Among the lines below, tally those that contain "shown" and respond with the total only.

Collected data entries:
* * * * * * *
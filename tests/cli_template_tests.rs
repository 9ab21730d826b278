//! End-to-end tests for `cardcraft template` commands.

use serde_json::Value;

mod fixtures;
use fixtures::*;

#[test]
fn test_template_list_empty_store() {
    let dir = temp_data_dir();

    let output = run_in(dir.path(), &["template", "list"]);

    assert_eq!(
        output.status.code(),
        Some(0),
        "stderr: {}",
        String::from_utf8_lossy(&output.stderr)
    );
    let stdout = String::from_utf8_lossy(&output.stdout);
    assert!(
        stdout.contains("No templates"),
        "Output should indicate no templates: {stdout}"
    );
}

#[test]
fn test_template_new_then_list() {
    let dir = temp_data_dir();

    let output = run_in(
        dir.path(),
        &[
            "template",
            "new",
            "--name",
            "Feedback Card",
            "--category",
            "feedback",
            "--tags",
            "retro, workshop",
        ],
    );
    assert_eq!(
        output.status.code(),
        Some(0),
        "stderr: {}",
        String::from_utf8_lossy(&output.stderr)
    );
    let stdout = String::from_utf8_lossy(&output.stdout);
    assert!(stdout.contains("Created template 'Feedback Card'"));

    let output = run_in(dir.path(), &["template", "list", "--json"]);
    assert_eq!(output.status.code(), Some(0));
    let templates: Value =
        serde_json::from_slice(&output.stdout).expect("list --json should emit valid JSON");
    let templates = templates.as_array().expect("JSON array");
    assert_eq!(templates.len(), 1);
    assert_eq!(templates[0]["name"], "Feedback Card");
    assert_eq!(templates[0]["category"], "feedback");
    assert_eq!(templates[0]["tags"][0], "retro");
    assert_eq!(templates[0]["tags"][1], "workshop");
    assert_eq!(templates[0]["isPublic"], false);
}

#[test]
fn test_template_show_emits_card_json() {
    let dir = temp_data_dir();
    let template = seed_template(dir.path(), "Intro Card");

    let output = run_in(dir.path(), &["template", "show", &template.id]);
    assert_eq!(
        output.status.code(),
        Some(0),
        "stderr: {}",
        String::from_utf8_lossy(&output.stderr)
    );

    let shown: Value =
        serde_json::from_slice(&output.stdout).expect("show should emit valid JSON");
    assert_eq!(shown["id"], template.id.as_str());
    assert_eq!(shown["card"]["name"], "Intro Card");
    // Elements keep the adjacently tagged wire shape
    let elements = shown["card"]["elements"].as_array().expect("elements array");
    assert_eq!(elements.len(), 3);
    assert_eq!(elements[0]["type"], "name-label");
    assert_eq!(elements[0]["properties"]["text"], "Name");
}

#[test]
fn test_template_show_unknown_id_fails() {
    let dir = temp_data_dir();

    let output = run_in(dir.path(), &["template", "show", "nope"]);
    assert_ne!(output.status.code(), Some(0));
    let stderr = String::from_utf8_lossy(&output.stderr);
    assert!(stderr.contains("Template not found"), "stderr: {stderr}");
}

#[test]
fn test_template_delete_removes_record() {
    let dir = temp_data_dir();
    let template = seed_template(dir.path(), "Short-lived");

    let output = run_in(dir.path(), &["template", "delete", &template.id]);
    assert_eq!(output.status.code(), Some(0));

    let output = run_in(dir.path(), &["template", "list", "--json"]);
    let templates: Value = serde_json::from_slice(&output.stdout).expect("valid JSON");
    assert_eq!(templates.as_array().map(Vec::len), Some(0));

    // Deleting again reports the miss
    let output = run_in(dir.path(), &["template", "delete", &template.id]);
    assert_ne!(output.status.code(), Some(0));
}
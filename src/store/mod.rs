//! Keyed persistence of card templates and workshop sessions.
//!
//! `DataStore` is the single owner of persisted state. It speaks to a
//! [`StorageBackend`] for raw key/value access and stamps records through an
//! injected [`Clock`], so its behavior is deterministic under test.
//!
//! Lookup misses are reported as `None`/`false` return values, never as
//! errors; errors are reserved for I/O failures and malformed documents.

pub mod backend;

pub use backend::{FileBackend, MemoryBackend, StorageBackend};

use anyhow::{Context, Result};
use chrono::{DateTime, Utc};
use serde::{Deserialize, Serialize};
use uuid::Uuid;

use crate::clock::Clock;
use crate::constants::{CURRENT_SESSION_KEY, EXPORT_VERSION, SESSIONS_KEY, TEMPLATES_KEY};
use crate::models::{
    CardTemplate, NewResponse, NewSession, NewTemplate, Participant, ParticipantResponse,
    SessionUpdate, TemplateUpdate, WorkshopSession,
};

/// Counts reported by a successful import.
#[derive(Debug, Clone, Copy, PartialEq, Eq, Default)]
pub struct ImportReport {
    /// Templates added (records with already-known ids are skipped)
    pub templates_imported: usize,
    /// Sessions added (records with already-known ids are skipped)
    pub sessions_imported: usize,
}

/// Serialized shape of the full-export blob.
#[derive(Debug, Serialize, Deserialize)]
#[serde(rename_all = "camelCase")]
struct ExportBlob {
    #[serde(default)]
    templates: Vec<CardTemplate>,
    #[serde(default)]
    sessions: Vec<WorkshopSession>,
    exported_at: DateTime<Utc>,
    version: String,
}

/// Process-local store for templates and sessions.
///
/// Writes replace the whole collection under one key, so concurrent
/// unprotected writers risk lost updates; callers must serialize access
/// externally.
pub struct DataStore<B, C> {
    backend: B,
    clock: C,
}

impl<B: StorageBackend, C: Clock> DataStore<B, C> {
    /// Creates a store over the given backend and clock.
    pub const fn new(backend: B, clock: C) -> Self {
        Self { backend, clock }
    }

    // ------------------------------------------------------------------
    // Template management
    // ------------------------------------------------------------------

    /// Stores a new template, assigning its id and timestamps. The embedded
    /// card is snapshotted as-is; later edits to the caller's card do not
    /// reach the stored template.
    pub fn save_template(&mut self, new: NewTemplate) -> Result<CardTemplate> {
        let mut templates = self.templates()?;
        let template = CardTemplate::create(new, &self.clock);
        templates.push(template.clone());
        self.write_templates(&templates)?;
        Ok(template)
    }

    /// Returns all stored templates in insertion order.
    pub fn templates(&self) -> Result<Vec<CardTemplate>> {
        self.read_collection(TEMPLATES_KEY)
    }

    /// Looks up one template by id.
    pub fn template(&self, id: &str) -> Result<Option<CardTemplate>> {
        Ok(self.templates()?.into_iter().find(|t| t.id == id))
    }

    /// Merges a partial update into the template with the given id and
    /// refreshes its `updated_at`. Returns `None` if the id is unknown.
    pub fn update_template(
        &mut self,
        id: &str,
        update: TemplateUpdate,
    ) -> Result<Option<CardTemplate>> {
        let mut templates = self.templates()?;
        let Some(template) = templates.iter_mut().find(|t| t.id == id) else {
            return Ok(None);
        };
        template.apply(update, &self.clock);
        let updated = template.clone();
        self.write_templates(&templates)?;
        Ok(Some(updated))
    }

    /// Removes the template with the given id. Returns `true` iff a record
    /// was removed.
    pub fn delete_template(&mut self, id: &str) -> Result<bool> {
        let mut templates = self.templates()?;
        let before = templates.len();
        templates.retain(|t| t.id != id);
        if templates.len() == before {
            return Ok(false);
        }
        self.write_templates(&templates)?;
        Ok(true)
    }

    // ------------------------------------------------------------------
    // Session management
    // ------------------------------------------------------------------

    /// Stores a new session with an empty roster, assigning its id and
    /// timestamps.
    pub fn create_session(&mut self, new: NewSession) -> Result<WorkshopSession> {
        let mut sessions = self.sessions()?;
        let session = WorkshopSession::create(new, &self.clock);
        sessions.push(session.clone());
        self.write_sessions(&sessions)?;
        Ok(session)
    }

    /// Returns all stored sessions in insertion order.
    pub fn sessions(&self) -> Result<Vec<WorkshopSession>> {
        self.read_collection(SESSIONS_KEY)
    }

    /// Looks up one session by id.
    pub fn session(&self, id: &str) -> Result<Option<WorkshopSession>> {
        Ok(self.sessions()?.into_iter().find(|s| s.id == id))
    }

    /// Merges a partial update into the session with the given id and
    /// refreshes its `updated_at`. Returns `None` if the id is unknown.
    pub fn update_session(
        &mut self,
        id: &str,
        update: SessionUpdate,
    ) -> Result<Option<WorkshopSession>> {
        let mut sessions = self.sessions()?;
        let Some(session) = sessions.iter_mut().find(|s| s.id == id) else {
            return Ok(None);
        };
        session.apply(update, &self.clock);
        let updated = session.clone();
        self.write_sessions(&sessions)?;
        Ok(Some(updated))
    }

    /// Removes the session with the given id (and the responses it owns).
    /// Returns `true` iff a record was removed.
    pub fn delete_session(&mut self, id: &str) -> Result<bool> {
        let mut sessions = self.sessions()?;
        let before = sessions.len();
        sessions.retain(|s| s.id != id);
        if sessions.len() == before {
            return Ok(false);
        }
        self.write_sessions(&sessions)?;
        Ok(true)
    }

    // ------------------------------------------------------------------
    // Current session pointer
    // ------------------------------------------------------------------

    /// Marks a session as the current one.
    pub fn set_current_session(&mut self, session_id: &str) -> Result<()> {
        let value = serde_json::to_string(session_id)?;
        self.backend.set(CURRENT_SESSION_KEY, &value)
    }

    /// Returns the current session, if one is set and still exists.
    pub fn current_session(&self) -> Result<Option<WorkshopSession>> {
        let Some(raw) = self.backend.get(CURRENT_SESSION_KEY)? else {
            return Ok(None);
        };
        let session_id: String =
            serde_json::from_str(&raw).context("Malformed current-session pointer")?;
        self.session(&session_id)
    }

    /// Clears the current-session pointer.
    pub fn clear_current_session(&mut self) -> Result<()> {
        self.backend.remove(CURRENT_SESSION_KEY)
    }

    // ------------------------------------------------------------------
    // Participants and responses
    // ------------------------------------------------------------------

    /// Adds a participant to a session's roster.
    ///
    /// Returns `None` when the session does not exist; this is a reported,
    /// non-fatal condition.
    pub fn add_participant(
        &mut self,
        session_id: &str,
        name: &str,
        email: Option<String>,
    ) -> Result<Option<Participant>> {
        let mut sessions = self.sessions()?;
        let Some(session) = sessions.iter_mut().find(|s| s.id == session_id) else {
            return Ok(None);
        };
        let participant = Participant::new(name, email, &self.clock);
        session.participants.push(participant.clone());
        session.updated_at = self.clock.now();
        self.write_sessions(&sessions)?;
        Ok(Some(participant))
    }

    /// Appends a scanned response to its session, assigning its id and
    /// `scanned_at`.
    ///
    /// Returns `None` when the referenced session does not exist.
    pub fn add_response(&mut self, new: NewResponse) -> Result<Option<ParticipantResponse>> {
        let mut sessions = self.sessions()?;
        let Some(session) = sessions.iter_mut().find(|s| s.id == new.session_id) else {
            return Ok(None);
        };
        let response = ParticipantResponse {
            id: Uuid::new_v4().to_string(),
            participant_id: new.participant_id,
            session_id: new.session_id,
            card_id: new.card_id,
            element_responses: new.element_responses,
            scanned_at: self.clock.now(),
            processed_at: new.processed_at,
        };
        session.responses.push(response.clone());
        session.updated_at = self.clock.now();
        self.write_sessions(&sessions)?;
        Ok(Some(response))
    }

    /// Returns a session's responses, or an empty list when the session is
    /// unknown.
    pub fn session_responses(&self, session_id: &str) -> Result<Vec<ParticipantResponse>> {
        Ok(self
            .session(session_id)?
            .map(|s| s.responses)
            .unwrap_or_default())
    }

    // ------------------------------------------------------------------
    // Export / import
    // ------------------------------------------------------------------

    /// Serializes every template and session into one versioned blob.
    pub fn export_all(&self) -> Result<String> {
        let blob = ExportBlob {
            templates: self.templates()?,
            sessions: self.sessions()?,
            exported_at: self.clock.now(),
            version: EXPORT_VERSION.to_string(),
        };
        serde_json::to_string_pretty(&blob).context("Failed to serialize export blob")
    }

    /// Serializes one session as pretty JSON. Returns `None` for an unknown
    /// id.
    pub fn export_session(&self, session_id: &str) -> Result<Option<String>> {
        match self.session(session_id)? {
            Some(session) => Ok(Some(serde_json::to_string_pretty(&session)?)),
            None => Ok(None),
        }
    }

    /// Imports a blob produced by [`Self::export_all`].
    ///
    /// Import is additive and idempotent by id: a record whose id already
    /// exists is skipped and not counted. A malformed blob fails before any
    /// write, leaving the store untouched.
    pub fn import_all(&mut self, blob: &str) -> Result<ImportReport> {
        let parsed: ExportBlob =
            serde_json::from_str(blob).context("Invalid data format")?;

        let mut report = ImportReport::default();

        let mut templates = self.templates()?;
        for template in parsed.templates {
            if !templates.iter().any(|t| t.id == template.id) {
                templates.push(template);
                report.templates_imported += 1;
            }
        }

        let mut sessions = self.sessions()?;
        for session in parsed.sessions {
            if !sessions.iter().any(|s| s.id == session.id) {
                sessions.push(session);
                report.sessions_imported += 1;
            }
        }

        self.write_templates(&templates)?;
        self.write_sessions(&sessions)?;
        Ok(report)
    }

    /// Removes every stored collection and the current-session pointer.
    pub fn clear_all(&mut self) -> Result<()> {
        self.backend.remove(TEMPLATES_KEY)?;
        self.backend.remove(SESSIONS_KEY)?;
        self.backend.remove(CURRENT_SESSION_KEY)
    }

    // ------------------------------------------------------------------
    // Backend plumbing
    // ------------------------------------------------------------------

    fn read_collection<T: serde::de::DeserializeOwned>(&self, key: &str) -> Result<Vec<T>> {
        match self.backend.get(key)? {
            Some(raw) => serde_json::from_str(&raw)
                .with_context(|| format!("Malformed document under key '{key}'")),
            None => Ok(Vec::new()),
        }
    }

    fn write_templates(&mut self, templates: &[CardTemplate]) -> Result<()> {
        let raw = serde_json::to_string(templates)?;
        self.backend.set(TEMPLATES_KEY, &raw)
    }

    fn write_sessions(&mut self, sessions: &[WorkshopSession]) -> Result<()> {
        let raw = serde_json::to_string(sessions)?;
        self.backend.set(SESSIONS_KEY, &raw)
    }
}
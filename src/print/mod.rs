//! Print configuration and page-layout computation.
//!
//! [`PrintConfig`] describes how copies of a card should be tiled onto
//! physical paper; [`layout::compose`] turns a card plus a config into a
//! declarative [`layout::PageComposition`] for a rendering collaborator.

pub mod layout;

pub use layout::{compose, Page, PageComposition, RenderedCard, RenderedElement, Slot};

use serde::{Deserialize, Serialize};

/// Conversion factor from millimeters to pixel-equivalent card units
/// (96 px per inch).
pub const MM_TO_PX: f64 = 96.0 / 25.4;

/// Bleed inset applied to each page edge when enabled, in millimeters.
pub const BLEED_MM: f64 = 3.0;

/// Supported paper sizes.
#[derive(Debug, Clone, Copy, PartialEq, Serialize, Deserialize)]
#[serde(tag = "kind", rename_all = "kebab-case")]
pub enum PaperSize {
    /// 210 x 297 mm
    A4,
    /// 216 x 279 mm
    Letter,
    /// 148 x 210 mm
    A5,
    /// Caller-specified dimensions in millimeters
    Custom {
        /// Width in mm
        width: f64,
        /// Height in mm
        height: f64,
    },
}

impl PaperSize {
    /// Returns the portrait (width, height) in millimeters.
    #[must_use]
    pub const fn dimensions_mm(self) -> (f64, f64) {
        match self {
            Self::A4 => (210.0, 297.0),
            Self::Letter => (216.0, 279.0),
            Self::A5 => (148.0, 210.0),
            Self::Custom { width, height } => (width, height),
        }
    }
}

/// Page orientation. Landscape swaps the paper's width and height.
#[derive(Debug, Clone, Copy, PartialEq, Eq, Serialize, Deserialize, Default)]
#[serde(rename_all = "lowercase")]
pub enum Orientation {
    /// Long edge vertical
    #[default]
    Portrait,
    /// Long edge horizontal
    Landscape,
}

/// Print quality hint for the driver. Advisory only; does not affect
/// geometry.
#[derive(Debug, Clone, Copy, PartialEq, Eq, Serialize, Deserialize, Default)]
#[serde(rename_all = "lowercase")]
pub enum PrintQuality {
    /// Fast, low ink
    Draft,
    /// Default quality
    #[default]
    Normal,
    /// Best quality
    High,
}

/// Page margins in millimeters.
#[derive(Debug, Clone, Copy, PartialEq, Serialize, Deserialize)]
pub struct Margins {
    /// Top margin
    pub top: f64,
    /// Right margin
    pub right: f64,
    /// Bottom margin
    pub bottom: f64,
    /// Left margin
    pub left: f64,
}

impl Margins {
    /// Uniform margins on all four edges.
    #[must_use]
    pub const fn uniform(mm: f64) -> Self {
        Self {
            top: mm,
            right: mm,
            bottom: mm,
            left: mm,
        }
    }
}

impl Default for Margins {
    fn default() -> Self {
        Self::uniform(20.0)
    }
}

/// How many copies of a card to print, and onto what.
#[derive(Debug, Clone, PartialEq, Serialize, Deserialize)]
#[serde(rename_all = "camelCase")]
pub struct PrintConfig {
    /// Number of card copies to print (at least 1)
    pub copies: u32,
    /// Target paper size
    pub paper_size: PaperSize,
    /// Page orientation
    pub orientation: Orientation,
    /// Card slots per page (at least 1)
    pub cards_per_page: u32,
    /// Page margins in millimeters
    pub margins: Margins,
    /// Reserve a 3mm bleed inset on every edge
    pub include_bleed_area: bool,
    /// Driver quality hint
    pub print_quality: PrintQuality,
}

impl Default for PrintConfig {
    fn default() -> Self {
        Self {
            copies: 1,
            paper_size: PaperSize::A4,
            orientation: Orientation::Portrait,
            cards_per_page: 4,
            margins: Margins::default(),
            include_bleed_area: false,
            print_quality: PrintQuality::Normal,
        }
    }
}
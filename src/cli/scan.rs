//! QR payload encode/decode commands.

use anyhow::Result;
use clap::{Args, Subcommand};

use crate::clock::SystemClock;
use crate::scan::{encode_payload, parse_payload, QrPayload};

/// Encode and decode card QR payloads
#[derive(Debug, Clone, Args)]
pub struct ScanArgs {
    /// Scan subcommand
    #[command(subcommand)]
    pub command: ScanCommand,
}

/// Scan subcommands
#[derive(Debug, Clone, Subcommand)]
pub enum ScanCommand {
    /// Build the scan URL for a card
    Encode(EncodeArgs),
    /// Decode a scanned string
    Parse(ParseArgs),
}

/// Build the scan URL for a card
#[derive(Debug, Clone, Args)]
pub struct EncodeArgs {
    /// Base URL of the scan endpoint host
    #[arg(long, value_name = "URL")]
    pub base_url: String,

    /// Session id to embed
    #[arg(long, value_name = "SESSION_ID")]
    pub session: String,

    /// Card id to embed
    #[arg(long, value_name = "CARD_ID")]
    pub card: String,

    /// Optional element id to embed
    #[arg(long, value_name = "ELEMENT_ID")]
    pub element: Option<String>,
}

/// Decode a scanned string
#[derive(Debug, Clone, Args)]
pub struct ParseArgs {
    /// The raw scanned string
    #[arg(value_name = "DATA")]
    pub data: String,

    /// Output the decoded payload as JSON
    #[arg(long)]
    pub json: bool,
}

impl ScanArgs {
    /// Execute the scan command
    pub fn execute(&self) -> Result<()> {
        match &self.command {
            ScanCommand::Encode(args) => args.execute(),
            ScanCommand::Parse(args) => args.execute(),
        }
    }
}

impl EncodeArgs {
    fn execute(&self) -> Result<()> {
        let url = encode_payload(
            &self.base_url,
            &self.session,
            &self.card,
            self.element.as_deref(),
            &SystemClock,
        )?;
        println!("{url}");
        Ok(())
    }
}

impl ParseArgs {
    fn execute(&self) -> Result<()> {
        let payload = parse_payload(&self.data);
        if self.json {
            println!("{}", serde_json::to_string_pretty(&payload)?);
            return Ok(());
        }
        match payload {
            QrPayload::WorkshopCard {
                session_id,
                card_id,
                element_id,
                timestamp,
            } => {
                println!("Workshop card payload");
                println!("  Session: {session_id}");
                println!("  Card: {card_id}");
                if let Some(element) = element_id {
                    println!("  Element: {element}");
                }
                println!("  Timestamp: {timestamp}");
            }
            QrPayload::External { data } => {
                println!("External payload");
                println!("  Data: {data}");
            }
        }
        Ok(())
    }
}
* * * * * * *
_Output below_: 4